When to use @std/datetime Jump to heading
If you are formatting and parsing dates/times and doing small calculations without pulling larger libraries. Typical use cases:
- Human‑readable timestamps for logs, filenames, or UI.
- Parsing user input safely with explicit formats instead of Date’s heuristics.
- Showing relative durations (e.g., “X days remaining”).
- Getting calendar fields like week of year or day number in year.
- Generating standards‑compliant strings (e.g., ISO‑8601) for APIs.
Examples Jump to heading
import {
dayOfYear,
dayOfYearUtc,
difference,
format,
isLeap,
isUtcLeap,
parse,
weekOfYear,
} from "@std/datetime";
// Format with time zone
const nowTokyo = format(
new Date("2025-01-02T12:34:56Z"),
"yyyy-MM-dd HH:mm XXX",
{ timeZone: "Asia/Tokyo" },
);
// Parse an explicit pattern (local time unless the pattern/offset specifies otherwise)

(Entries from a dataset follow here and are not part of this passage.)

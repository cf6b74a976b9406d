// src/web/student_handlers.rs
use crate::{
    error::{AppError, AppResult},
    models::{
        attendance::AttendanceRecord,
        enrollment::Enrollment,
        student::{NewStudent, Student, StudentPatch},
    },
    services::{attendance_service, broadcaster::LiveEvent, enrollment_service, student_service},
    state::AppState,
};
use axum::{
    extract::{Path, State},
    http::StatusCode,
    Json,
};

/// Envia a lista completa de alunos aos clientes SSE. Falhas só ficam no log.
async fn broadcast_roster(state: &AppState) {
    match student_service::list_students(state.store.as_ref()).await {
        Ok(students) => {
            state.broadcaster.publish(LiveEvent::new("students", students));
        }
        Err(e) => tracing::warn!("Lista de alunos não enviada aos clientes SSE: {}", e),
    }
}

// GET /api/students
pub async fn list_students(State(state): State<AppState>) -> AppResult<Json<Vec<Student>>> {
    Ok(Json(student_service::list_students(state.store.as_ref()).await?))
}

// GET /api/students/{id}
pub async fn get_student(State(state): State<AppState>, Path(id): Path<String>) -> AppResult<Json<Student>> {
    student_service::find_student_by_id(state.store.as_ref(), &id)
        .await?
        .map(Json)
        .ok_or_else(|| AppError::not_found("Aluno"))
}

// POST /api/students
pub async fn create_student(
    State(state): State<AppState>,
    Json(input): Json<NewStudent>,
) -> AppResult<(StatusCode, Json<Student>)> {
    let student = student_service::create_student(state.store.as_ref(), input).await?;
    broadcast_roster(&state).await;
    Ok((StatusCode::CREATED, Json(student)))
}

// PUT /api/students/{id}
pub async fn update_student(
    State(state): State<AppState>,
    Path(id): Path<String>,
    Json(patch): Json<StudentPatch>,
) -> AppResult<Json<Student>> {
    let student = student_service::update_student(state.store.as_ref(), &id, &patch)
        .await?
        .ok_or_else(|| AppError::not_found("Aluno"))?;
    broadcast_roster(&state).await;
    Ok(Json(student))
}

// DELETE /api/students/{id}
pub async fn delete_student(State(state): State<AppState>, Path(id): Path<String>) -> AppResult<StatusCode> {
    if !student_service::delete_student(state.store.as_ref(), &id).await? {
        return Err(AppError::not_found("Aluno"));
    }
    broadcast_roster(&state).await;
    Ok(StatusCode::NO_CONTENT)
}

// GET /api/students/{id}/enrollments
pub async fn student_enrollments(
    State(state): State<AppState>,
    Path(id): Path<String>,
) -> AppResult<Json<Vec<Enrollment>>> {
    Ok(Json(enrollment_service::list_for_student(state.store.as_ref(), &id).await?))
}

// GET /api/students/{id}/attendance
pub async fn student_attendance(
    State(state): State<AppState>,
    Path(id): Path<String>,
) -> AppResult<Json<Vec<AttendanceRecord>>> {
    Ok(Json(attendance_service::list_for_student(state.store.as_ref(), &id).await?))
}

const parsed = parse("2025-01-02 09:30", "yyyy-MM-dd HH:mm");
parsed instanceof Date; // true
// Difference in specific units
const a = new Date("2024-01-01T00:00:00Z");
const b = new Date("2025-06-01T00:00:00Z");
difference(a, b, { units: ["years", "months", "days"] });
// -> { years: 1, months: 5, days: 0 }
// Week of year and day-of-year
weekOfYear(new Date("2025-01-05")); // ISO week number (1-53)

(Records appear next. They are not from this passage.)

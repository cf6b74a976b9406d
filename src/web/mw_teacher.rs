// src/web/mw_teacher.rs
use crate::{error::AppError, web::mw_auth::CurrentUser};
use axum::{
    extract::{Extension, Path, Request},
    middleware::Next,
    response::Response,
};
use std::collections::HashMap;

/// Só o próprio docente (ou um admin) acede a `/api/teachers/{uid}/...`.
/// Deve ser executado *depois* do middleware `require_auth`.
pub async fn require_teacher_owner(
    Extension(CurrentUser(user)): Extension<CurrentUser>,
    Path(params): Path<HashMap<String, String>>,
    request: Request,
    next: Next,
) -> Result<Response, AppError> {
    let uid = params.get("uid").map(String::as_str).unwrap_or_default();
    match user {
        // Autenticação desligada
        None => Ok(next.run(request).await),
        Some(user) if user.can_act_for(uid) => Ok(next.run(request).await),
        Some(user) => {
            tracing::warn!("Docente MW: {} tentou aceder aos dados de {}.", user.uid, uid);
            Err(AppError::Forbidden)
        }
    }
}

/// Falha com `Forbidden` se o utilizador autenticado não puder agir por `teacher_id`.
pub fn ensure_can_act_for(user: &CurrentUser, teacher_id: &str) -> Result<(), AppError> {
    match &user.0 {
        Some(user) if !user.can_act_for(teacher_id) => {
            tracing::warn!("{} tentou agir em nome do docente {}.", user.uid, teacher_id);
            Err(AppError::Forbidden)
        }
        _ => Ok(()),
    }
}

dayOfYear(new Date("2025-03-01")); // Local TZ
dayOfYearUtc(new Date(Date.UTC(2025, 2, 1))); // UTC
// Leap year checks
isLeap(2024); // true in local rules
isUtcLeap(2024); // true (timezone-independent)

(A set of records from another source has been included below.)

// src/models/session.rs
use serde::{Deserialize, Deserializer, Serialize};
use serde_json::Value;
use std::collections::BTreeMap;

#[derive(Debug, Clone, Copy, PartialEq, Eq, Default, Serialize, Deserialize)]
#[serde(rename_all = "lowercase")]
pub enum SessionStatus {
    #[default]
    Active,
    Closed,
}

/// Uma marcação de presença dentro de uma sessão.
#[derive(Debug, Clone, PartialEq, Serialize, Deserialize)]
#[serde(rename_all = "camelCase")]
pub struct AttendanceMark {
    #[serde(default)]
    pub student_id: Option<String>,
    #[serde(default)]
    pub student_name: Option<String>,
    #[serde(default)]
    pub student_email: Option<String>,
    #[serde(default)]
    pub student_phone: Option<String>,
    #[serde(default)]
    pub marked_at: String,
}

impl AttendanceMark {
    /// Chave canónica em `sessions/<id>/attendees/<chave>`.
    pub fn key(&self) -> Option<String> {
        attendee_key(self.student_id.as_deref(), self.student_name.as_deref())
    }
}

/// Sessão de chamada em `sessions/<sessionId>`.
///
/// Os `attendees` são sempre um mapa chave -> marcação. Dados antigos guardados como
/// array (ou com chaves numéricas) são normalizados na leitura.
#[derive(Debug, Clone, PartialEq, Serialize, Deserialize)]
#[serde(rename_all = "camelCase")]
pub struct Session {
    pub session_id: String,
    #[serde(default)]
    pub course_id: String,
    #[serde(default)]
    pub course_name: Option<String>,
    #[serde(default)]
    pub teacher_id: String,
    #[serde(default)]
    pub teacher_name: Option<String>,
    #[serde(default)]
    pub qr_url: String,
    #[serde(default)]
    pub status: SessionStatus,
    #[serde(default)]
    pub created_at: String,
    #[serde(default)]
    pub closed_at: Option<String>,
    #[serde(default, deserialize_with = "deserialize_attendees")]
    pub attendees: BTreeMap<String, AttendanceMark>,
}

impl Session {
    pub fn is_active(&self) -> bool {
        self.status == SessionStatus::Active
    }

    /// Já existe uma marcação para esta chave (ou para o mesmo número de aluno)?
    pub fn has_attendee(&self, key: &str, student_id: Option<&str>) -> bool {
        self.attendees.contains_key(key)
            || student_id.is_some_and(|id| {
                self.attendees
                    .values()
                    .any(|mark| mark.student_id.as_deref() == Some(id))
            })
    }

    /// Relatório da sessão, com as marcações ordenadas por hora.
    pub fn report(&self) -> SessionAttendance {
        let mut attendees: Vec<AttendanceMark> = self.attendees.values().cloned().collect();
        attendees.sort_by(|a, b| a.marked_at.cmp(&b.marked_at));
        SessionAttendance {
            session_id: self.session_id.clone(),
            course_id: self.course_id.clone(),
            course_name: self.course_name.clone(),
            total_attendees: attendees.len(),
            attendees,
            created_at: self.created_at.clone(),
            closed_at: self.closed_at.clone(),
        }
    }
}

fn deserialize_attendees<'de, D>(deserializer: D) -> Result<BTreeMap<String, AttendanceMark>, D::Error>
where
    D: Deserializer<'de>,
{
    let raw = Option::<Value>::deserialize(deserializer)?;
    Ok(normalize_attendees(raw))
}

/// Converte array ou mapa de marcações no mapa canónico. Entradas ilegíveis são ignoradas.
pub fn normalize_attendees(raw: Option<Value>) -> BTreeMap<String, AttendanceMark> {
    let entries: Vec<(Option<String>, Value)> = match raw {
        Some(Value::Array(items)) => items.into_iter().map(|v| (None, v)).collect(),
        Some(Value::Object(map)) => map.into_iter().map(|(k, v)| (Some(k), v)).collect(),
        _ => Vec::new(),
    };

    let mut attendees = BTreeMap::new();
    for (raw_key, value) in entries {
        if value.is_null() {
            continue;
        }
        match serde_json::from_value::<AttendanceMark>(value) {
            Ok(mark) => {
                if let Some(key) = mark.key().or(raw_key) {
                    attendees.insert(key, mark);
                }
            }
            Err(e) => tracing::warn!("Marcação de presença ilegível ignorada: {}", e),
        }
    }
    attendees
}

/// Marcação guardada fora da sua chave canónica (array antigo ou chave antiga).
#[derive(Debug, Clone, PartialEq)]
pub struct LegacyAttendee {
    /// Chave em que está guardada agora (ex.: "0").
    pub stored_key: String,
    /// Chave canónica para onde deve ir.
    pub key: String,
    pub value: Value,
}

/// Entradas dos attendees guardados que não estão no formato canónico.
pub fn legacy_attendees(raw: Option<&Value>) -> Vec<LegacyAttendee> {
    let entries: Vec<(String, &Value)> = match raw {
        Some(Value::Array(items)) => items.iter().enumerate().map(|(i, v)| (i.to_string(), v)).collect(),
        Some(Value::Object(map)) => map.iter().map(|(k, v)| (k.clone(), v)).collect(),
        _ => Vec::new(),
    };
    entries
        .into_iter()
        .filter_map(|(stored_key, value)| {
            let key = serde_json::from_value::<AttendanceMark>(value.clone()).ok()?.key()?;
            (key != stored_key).then(|| LegacyAttendee {
                stored_key,
                key,
                value: value.clone(),
            })
        })
        .collect()
}

/// Prefixo das chaves de leituras só com nome. Numa chave codificada cada '%' é
/// seguido de dois dígitos hexadecimais, por isso nenhum número de aluno gera este prefixo.
const NAME_KEY_PREFIX: &str = "%nome-";

/// Chave de um aluno dentro da sessão: o número de matrícula codificado ou, na falta
/// dele, o nome em minúsculas. A codificação é injetiva: IDs diferentes dão chaves diferentes.
pub fn attendee_key(student_id: Option<&str>, student_name: Option<&str>) -> Option<String> {
    if let Some(id) = student_id.map(str::trim).filter(|s| !s.is_empty()) {
        return Some(encode_key(id));
    }
    student_name
        .map(str::trim)
        .filter(|s| !s.is_empty())
        .map(|name| format!("{}{}", NAME_KEY_PREFIX, encode_key(&name.to_lowercase())))
}

/// Percent-encoding dos caracteres proibidos em chaves (e do próprio '%').
fn encode_key(raw: &str) -> String {
    let mut key = String::with_capacity(raw.len());
    for c in raw.chars() {
        if matches!(c, '.' | '#' | '$' | '[' | ']' | '/' | '%') || c.is_control() {
            let mut buf = [0u8; 4];
            for byte in c.encode_utf8(&mut buf).bytes() {
                key.push_str(&format!("%{:02X}", byte));
            }
        } else {
            key.push(c);
        }
    }
    key
}

// --- Pedidos e respostas da API ---

#[derive(Debug, Clone, Default, Deserialize)]
#[serde(rename_all = "camelCase")]
pub struct NewSession {
    pub course_id: Option<String>,
    pub course_name: Option<String>,
    pub teacher_id: Option<String>,
    pub teacher_name: Option<String>,
}

#[derive(Debug, Clone, Serialize)]
#[serde(rename_all = "camelCase")]
pub struct CreatedSession {
    pub session_id: String,
    pub qr_url: String,
}

#[derive(Debug, Clone, Default, Deserialize)]
#[serde(rename_all = "camelCase")]
pub struct MarkAttendanceRequest {
    pub student_id: Option<String>,
    pub student_name: Option<String>,
    pub student_email: Option<String>,
    pub student_phone: Option<String>,
    /// Só exigido quando a verificação CAPTCHA está ativa.
    pub captcha_token: Option<String>,
}

#[derive(Debug, Clone, PartialEq, Serialize)]
#[serde(rename_all = "camelCase")]
pub struct SessionAttendance {
    pub session_id: String,
    pub course_id: String,
    pub course_name: Option<String>,
    pub total_attendees: usize,
    pub attendees: Vec<AttendanceMark>,
    pub created_at: String,
    pub closed_at: Option<String>,
}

// Format in UTC vs a specific time zone
import { format } from "@std/datetime";
const d = new Date("2025-01-02T00:00:00Z");
format(d, "yyyy-MM-dd HH:mm XXX", { timeZone: "UTC" }); // 2025-01-02 00:00 +00:00
format(d, "yyyy-MM-dd HH:mm XXX", { timeZone: "Asia/Tokyo" }); // 2025-01-02 09:00 +09:00
// Parse an ISO string with numeric offset
import { parse } from "@std/datetime";
const withOffset = parse(
"2025-01-02T09:30:00+09:00",
"yyyy-MM-dd'T'HH:mm:ssXXX",
);
withOffset.toISOString(); // 2025-01-02T00:30:00.000Z
// Add durations using provided constants
import { HOUR, MINUTE, SECOND } from "@std/datetime";
const start = new Date("2025-01-01T00:00:00Z");
const plus90m = new Date(start.getTime() + 90 * MINUTE);
const plus1h5s = new Date(start.getTime() + HOUR + 5 * SECOND);
// Days until a deadline (countdown)
import { difference } from "@std/datetime";
const now = new Date("2025-01-01T00:00:00Z");
const launch = new Date("2025-02-15T00:00:00Z");
difference(now, launch, { units: ["days"] }); // { days: 45 }
// ISO week-of-year around year boundaries
import { weekOfYear } from "@std/datetime";
weekOfYear(new Date("2020-12-31")); // 53
weekOfYear(new Date("2021-01-01")); // 53 (still the last ISO week of 2020)
weekOfYear(new Date("2021-01-04")); // 1
// Leap-year checks with Date inputs
import { isLeap } from "@std/datetime";
isLeap(new Date("2000-01-01")); // true (divisible by 400)
isLeap(new Date("1900-01-01")); // false (century not divisible by 400)
Tips Jump to heading
- Be explicit about time zones in formats (e.g., include
XXX
offset tokens). - Prefer ISO 8601 for interchange and storage.